Es folgen einige Textbeispiele, um einen Eindruck vom Stil des Autors zu bekommen:

„ ‚Woke‘ steht für ein aufgewecktes Bewusstsein hinsichtlich sozialer Ungerechtigkeit, hinsichtlich von Diskriminierung ethnischer und sexueller Minderheiten und der Ausbeutung der Natur. Der Begriff war vor 10 Jahren wenig bekannt, dann eine Zeitlang sehr hipp. Nun verwenden ihn vor allem die Kritiker der Bewegung als Schimpfwort.
Die woke Episode ist das Rokoko der westlichen Nach-1945-Ära. So wie man am Hof von Versailles am Vorabend der Französischen Revolution über die feinsten Manieren palaverte, so erregen sich die Woken heute über die neuesten ‚kritischen Theorien‘.“ (S. 46)

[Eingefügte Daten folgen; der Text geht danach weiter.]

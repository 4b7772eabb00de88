/// Lay out citation labels under a `Sources (n)` heading, numbered from 1.
///
/// Returns `None` when there is nothing to cite.
pub fn format_citations(sources: &[String]) -> Option<String> {
    if sources.is_empty() {
        return None;
    }
    let mut out = format!("Sources ({})", sources.len());
    for (i, name) in sources.iter().enumerate() {
        out.push_str(&format!("\n  {} {}", i + 1, name));
    }
    Some(out)
}

#[cfg(test)]
mod tests {
    use super::*;

    #[test]
    fn test_no_sources_renders_nothing() {
        assert_eq!(format_citations(&[]), None);
    }

    #[test]
    fn test_sources_are_one_indexed() {
        let sources = vec!["lease.pdf".to_string(), "statute.txt".to_string()];
        assert_eq!(
            format_citations(&sources).unwrap(),
            "Sources (2)\n  1 lease.pdf\n  2 statute.txt"
        );
    }
}
use std::path::Path;

use serde::{Deserialize, Serialize};
use thiserror::Error;

use crate::paths::config_json_path;

pub const DEFAULT_API_BASE: &str = "http://localhost:8000";
/// Characters revealed per second by the typing effect.
pub const DEFAULT_REVEAL_RATE: u32 = 45;

const CONFIG_FILE_PATH: &str = "config.toml";

#[derive(Error, Debug)]
pub enum ConfigError {
    #[error("Failed to read config {path}: {source}")]
    Io {
        path: String,
        #[source]
        source: std::io::Error,
    },

    #[error("Failed to parse JSON config: {0}")]
    Json(#[from] serde_json::Error),

    #[error("Failed to parse TOML config: {0}")]
    Toml(#[from] toml::de::Error),

    #[error("Unsupported config format: {0}")]
    UnsupportedFormat(String),
}

#[derive(Debug, Clone, Serialize, Deserialize, PartialEq, Eq)]
#[serde(default)]
pub struct Config {
    /// Base URL of the answering service.
    pub api_base: String,
    pub reveal_rate: u32,
    /// Reveal successful answers incrementally.
    pub typing_effect: bool,
    pub http_proxy: String,
    pub https_proxy: String,
}

fn parse_bool_env(value: &str) -> bool {
    matches!(
        value.trim().to_ascii_lowercase().as_str(),
        "1" | "true" | "yes" | "y" | "on"
    )
}

impl Default for Config {
    fn default() -> Self {
        Self {
            api_base: DEFAULT_API_BASE.to_string(),
            reveal_rate: DEFAULT_REVEAL_RATE,
            typing_effect: true,
            http_proxy: String::new(),
            https_proxy: String::new(),
        }
    }
}

impl Config {
    /// Load configuration from `~/.legalmind/config.json`, falling back to
    /// `./config.toml`, then apply environment overrides. Unreadable files are
    /// skipped with a warning.
    pub fn load() -> Self {
        let mut config = Config::default();

        let json_path = config_json_path();
        let toml_path = Path::new(CONFIG_FILE_PATH);
        for path in [json_path.as_path(), toml_path] {
            if !path.exists() {
                continue;
            }
            match Self::from_file(path) {
                Ok(file_config) => {
                    config = file_config;
                    break;
                }
                Err(e) => tracing::warn!("Ignoring config file: {}", e),
            }
        }

        config.apply_env(|key| std::env::var(key).ok());
        config
    }

    /// Read a configuration file; the format is chosen by extension.
    pub fn from_file(path: &Path) -> Result<Self, ConfigError> {
        let content = std::fs::read_to_string(path).map_err(|source| ConfigError::Io {
            path: path.display().to_string(),
            source,
        })?;
        match path.extension().and_then(|ext| ext.to_str()) {
            Some("json") => Ok(serde_json::from_str(&content)?),
            Some("toml") => Ok(toml::from_str(&content)?),
            other => Err(ConfigError::UnsupportedFormat(
                other.unwrap_or_default().to_string(),
            )),
        }
    }

    /// Override fields from environment lookups.
    pub fn apply_env<F>(&mut self, lookup: F)
    where
        F: Fn(&str) -> Option<String>,
    {
        if let Some(api_base) = lookup("LEGALMIND_API_BASE") {
            self.api_base = api_base;
        }
        if let Some(rate) = lookup("LEGALMIND_REVEAL_RATE") {
            match rate.trim().parse::<u32>() {
                Ok(rate) if rate > 0 => self.reveal_rate = rate,
                _ => tracing::warn!("Ignoring invalid LEGALMIND_REVEAL_RATE {:?}", rate),
            }
        }
        if let Some(typing) = lookup("LEGALMIND_TYPING") {
            self.typing_effect = parse_bool_env(&typing);
        }
        if let Some(http_proxy) = lookup("HTTP_PROXY") {
            self.http_proxy = http_proxy;
        }
        if let Some(https_proxy) = lookup("HTTPS_PROXY") {
            self.https_proxy = https_proxy;
        }
    }
}

#[cfg(test)]
mod tests {
    use super::*;
    use std::collections::HashMap;

    #[test]
    fn parse_bool_env_true_values() {
        for value in ["1", "true", "TRUE", " yes ", "Y", "on"] {
            assert!(parse_bool_env(value), "value {value:?} should be true");
        }
    }

    #[test]
    fn parse_bool_env_false_values() {
        for value in ["0", "false", "no", "off", "", "  "] {
            assert!(!parse_bool_env(value), "value {value:?} should be false");
        }
    }

    #[test]
    fn env_overrides_fields() {
        let env: HashMap<&str, &str> = [
            ("LEGALMIND_API_BASE", "http://example.test:9000"),
            ("LEGALMIND_REVEAL_RATE", "12"),
            ("LEGALMIND_TYPING", "off"),
        ]
        .into_iter()
        .collect();

        let mut config = Config::default();
        config.apply_env(|key| env.get(key).map(|v| v.to_string()));

        assert_eq!(config.api_base, "http://example.test:9000");
        assert_eq!(config.reveal_rate, 12);
        assert!(!config.typing_effect);
    }

    #[test]
    fn invalid_reveal_rate_is_ignored() {
        let mut config = Config::default();
        config.apply_env(|key| (key == "LEGALMIND_REVEAL_RATE").then(|| "0".to_string()));
        assert_eq!(config.reveal_rate, DEFAULT_REVEAL_RATE);
    }

    #[test]
    fn reads_partial_toml_with_defaults() {
        let dir = tempfile::tempdir().unwrap();
        let path = dir.path().join("config.toml");
        std::fs::write(&path, "api_base = \"http://127.0.0.1:8001\"\n").unwrap();

        let config = Config::from_file(&path).unwrap();
        assert_eq!(config.api_base, "http://127.0.0.1:8001");
        assert_eq!(config.reveal_rate, DEFAULT_REVEAL_RATE);
        assert!(config.typing_effect);
    }

    #[test]
    fn reads_json() {
        let dir = tempfile::tempdir().unwrap();
        let path = dir.path().join("config.json");
        std::fs::write(&path, r#"{"reveal_rate": 90, "typing_effect": false}"#).unwrap();

        let config = Config::from_file(&path).unwrap();
        assert_eq!(config.reveal_rate, 90);
        assert!(!config.typing_effect);
        assert_eq!(config.api_base, DEFAULT_API_BASE);
    }

    #[test]
    fn rejects_unknown_extension() {
        let dir = tempfile::tempdir().unwrap();
        let path = dir.path().join("config.yaml");
        std::fs::write(&path, "api_base: x").unwrap();

        assert!(matches!(
            Config::from_file(&path),
            Err(ConfigError::UnsupportedFormat(ext)) if ext == "yaml"
        ));
    }
}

„W‚Es gibt Ideen, von denen kein Denken heil zurückkehrt‘, warnte der Schriftsteller Botho Strauß (geboren 1944).“ (Die Quellenangabe findet sich in den 126 Anmerkungen am Schluss des Buches.)

„Den Schaden des Trans-Hypes tragen vor allem jugendliche Mädchen davon. Bei ihnen ist die Nachfrage nach Geschlechtsumwandlungen in den letzten Jahren dramatisch gestiegen. Wenn Pubertätsblocker an Teenager verabreicht werden, hört aus der Sicht sogar vieler gutmeinender Linker, der Spaß endgültig auf.“ (S. 47)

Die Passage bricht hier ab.